As a renowned expert he has completed many unfinished works of Wolfgang Amadeus Mozart and also Johann Sebastian Bach. Of particular importance is his completion of Mozart’s Requiem and the C-minor Mass. In 2005 his completion of the Mozart C-minor Mass, commissioned by Carnegie Hall, was premiered and has since been performed throughout the United States and Europe.
Levin has performed around the world on both modern and period instruments. He has performed as a soloist with well-known ensembles such as the Academy of Ancient Music, the English Baroque Soloists, the Handel & Haydn Society, the London Classical Players, the Orchestra of the Age of Enlightenment and the Orchestre Révolutionnaire et Romantique.

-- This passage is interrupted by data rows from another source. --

//! Pixel-map decoder for the text (`P3`) and binary (`P6`) RGB encodings.
//!
//! Both produce RGBA8 with alpha fixed at 255, rows in the order the source
//! stores them.

use crate::{
    error::{AssetError, AssetResult},
    texture::TextureData,
};

/// The two supported encodings, chosen from the 2-byte magic.
#[derive(Clone, Copy, Debug, Eq, PartialEq)]
pub enum PpmEncoding {
    /// `P3`: decimal channel tokens.
    Ascii,
    /// `P6`: textual header followed by raw RGB bytes.
    Binary,
}

impl PpmEncoding {
    pub fn detect(raw: &[u8]) -> AssetResult<Self> {
        match raw.get(..2) {
            Some(b"P3") => Ok(PpmEncoding::Ascii),
            Some(b"P6") => Ok(PpmEncoding::Binary),
            _ => Err(AssetError::UnsupportedFormat {
                magic: String::from_utf8_lossy(&raw[..raw.len().min(2)]).into_owned(),
            }),
        }
    }
}

/// Decode a pixel map held in memory.
pub fn decode(raw: &[u8]) -> AssetResult<TextureData> {
    let encoding = PpmEncoding::detect(raw)?;
    let texture = match encoding {
        PpmEncoding::Ascii => decode_ascii(raw)?,
        PpmEncoding::Binary => decode_binary(raw)?,
    };

    log::debug!(
        "Decoded {:?} pixel map {}x{} (max value {})",
        encoding,
        texture.width,
        texture.height,
        texture.max_value
    );
    Ok(texture)
}

/// Decode a text pixel map.
pub fn decode_str(text: &str) -> AssetResult<TextureData> {
    decode(text.as_bytes())
}

fn decode_ascii(raw: &[u8]) -> AssetResult<TextureData> {
    let text = std::str::from_utf8(raw)
        .map_err(|e| AssetError::parse(1, format!("Pixel map is not valid UTF-8: {e}")))?;

    // Tokens are separated by whitespace or commas; `#` starts a comment.
    let mut tokens: Vec<(usize, &str)> = Vec::new();
    for (line_no, line) in text.lines().enumerate() {
        let line = if line_no == 0 { &line[2..] } else { line };
        let content = line.split('#').next().unwrap_or_default();
        tokens.extend(
            content
                .split(|c: char| c.is_whitespace() || c == ',')
                .filter(|t| !t.is_empty())
                .map(|t| (line_no + 1, t)),
        );
    }

    let last_line = text.lines().count().max(1);
    let mut iter = tokens.into_iter();
    let width = header_value(iter.next(), last_line, "width")?;
    let height = header_value(iter.next(), last_line, "height")?;
    let max_value = header_value(iter.next(), last_line, "max value")?;
    check_max_value(max_value);

    let expected = channel_count(width, height)?;
    let available = iter.len();
    if available < expected {
        return Err(AssetError::parse(
            last_line,
            format!("Expected {} channel values, found {}", expected, available),
        ));
    }

    let mut rgb = Vec::with_capacity(expected);
    for (line_no, token) in iter.by_ref().take(expected) {
        let value = token.parse::<u8>().map_err(|_| {
            AssetError::parse(line_no, format!("Invalid channel value '{}'", token))
        })?;
        rgb.push(value);
    }
    let extra = iter.count();
    if extra > 0 {
        log::warn!("Ignoring {} trailing channel values", extra);
    }

    Ok(TextureData::from_rgb(width, height, max_value, &rgb))
}

fn decode_binary(raw: &[u8]) -> AssetResult<TextureData> {
    let mut pos = 2;
    let width = binary_header_value(raw, &mut pos, "width")?;
    let height = binary_header_value(raw, &mut pos, "height")?;
    let max_value = binary_header_value(raw, &mut pos, "max value")?;
    check_max_value(max_value);

    // A single whitespace byte separates the header from the samples.
    match raw.get(pos) {
        Some(b) if b.is_ascii_whitespace() => pos += 1,
        _ => {
            return Err(AssetError::parse(
                line_at(raw, pos),
                "Expected whitespace after max value",
            ));
        }
    }

    let expected = channel_count(width, height)?;
    let data = &raw[pos..];
    if data.len() < expected {
        return Err(AssetError::parse(
            line_at(raw, raw.len()),
            format!("Expected {} bytes of pixel data, found {}", expected, data.len()),
        ));
    }
    if data.len() > expected {
        log::warn!("Ignoring {} trailing bytes", data.len() - expected);
    }

    Ok(TextureData::from_rgb(width, height, max_value, &data[..expected]))
}

fn header_value(token: Option<(usize, &str)>, last_line: usize, what: &str) -> AssetResult<u32> {
    let (line_no, token) =
        token.ok_or_else(|| AssetError::parse(last_line, format!("Missing {}", what)))?;
    token
        .parse::<u32>()
        .map_err(|_| AssetError::parse(line_no, format!("Invalid {} '{}'", what, token)))
}

fn binary_header_value(raw: &[u8], pos: &mut usize, what: &str) -> AssetResult<u32> {
    loop {
        match raw.get(*pos) {
            Some(b'#') => {
                while let Some(&b) = raw.get(*pos) {
                    *pos += 1;
                    if b == b'\n' {
                        break;
                    }
                }
            }
            Some(b) if b.is_ascii_whitespace() => *pos += 1,
            _ => break,
        }
    }

    let start = *pos;
    while raw.get(*pos).is_some_and(u8::is_ascii_digit) {
        *pos += 1;
    }
    if start == *pos {
        return Err(AssetError::parse(
            line_at(raw, start),
            format!("Missing {}", what),
        ));
    }

    // Digits only, so the slice is ASCII.
    let digits = std::str::from_utf8(&raw[start..*pos]).unwrap_or_default();
    digits
        .parse::<u32>()
        .map_err(|_| AssetError::parse(line_at(raw, start), format!("Invalid {} '{}'", what, digits)))
}

fn channel_count(width: u32, height: u32) -> AssetResult<usize> {
    (width as usize)
        .checked_mul(height as usize)
        .and_then(|n| n.checked_mul(3))
        .ok_or_else(|| AssetError::parse(1, format!("Image too large: {}x{}", width, height)))
}

fn check_max_value(max_value: u32) {
    if max_value > 255 {
        log::warn!(
            "Max value {} exceeds 8 bits; samples are still read as single bytes",
            max_value
        );
    }
}

fn line_at(raw: &[u8], pos: usize) -> usize {
    raw[..pos.min(raw.len())].iter().filter(|&&b| b == b'\n').count() + 1
}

Renowned for his improvised cadenzas in Classical period repertoire, Robert Levin has made recordings of a wide range of repertoire for Deutsche Grammophon Archiv, Decca/ London, Deutsche Harmonia Mundi, ECM, Hänssler, New York Philomusica, Philips and SONY Classical. His recordings include Bach’s complete keyboard concertos, the six English Suites and both books of the Well-Tempered Clavier.
A passionate advocate of new music, Robert Levin has commissioned and premiered a large number of works, including Joshua Fineberg’s Veils (2001), John Harbison’s Second Sonata (2003), Yehudi Wyner’s piano concerto Chiavi in mano (Pulitzer Prize, 2006), Bernard Rands’ Preludes (2007) and Thomas Oboe Lee’s Piano Concerto (2007).
Robert Levin appears frequently with his wife, pianist Ya-Fei Chuang, in duo recitals and with orchestra, and with violist Kim Kashkashian.
Levin has been head of the Musical Theory Department at Curtis Institute of Music, Professor at New York State University, the Purchase College and the Hochschule für Musik Freiburg. In 2007 he succeeded Paul Wolfe as Artistic Director at the Sarasota Music Festival.
A member of the American Academy of Arts and Sciences and the Akademie für Mozartforschung, he is president of the International Johann Sebastian Bach Competition (Leipzig) and Dwight P. Robinson, Jr. Professor of the Humanities at Harvard University and guest professor at the Juilliard School of Music, New York.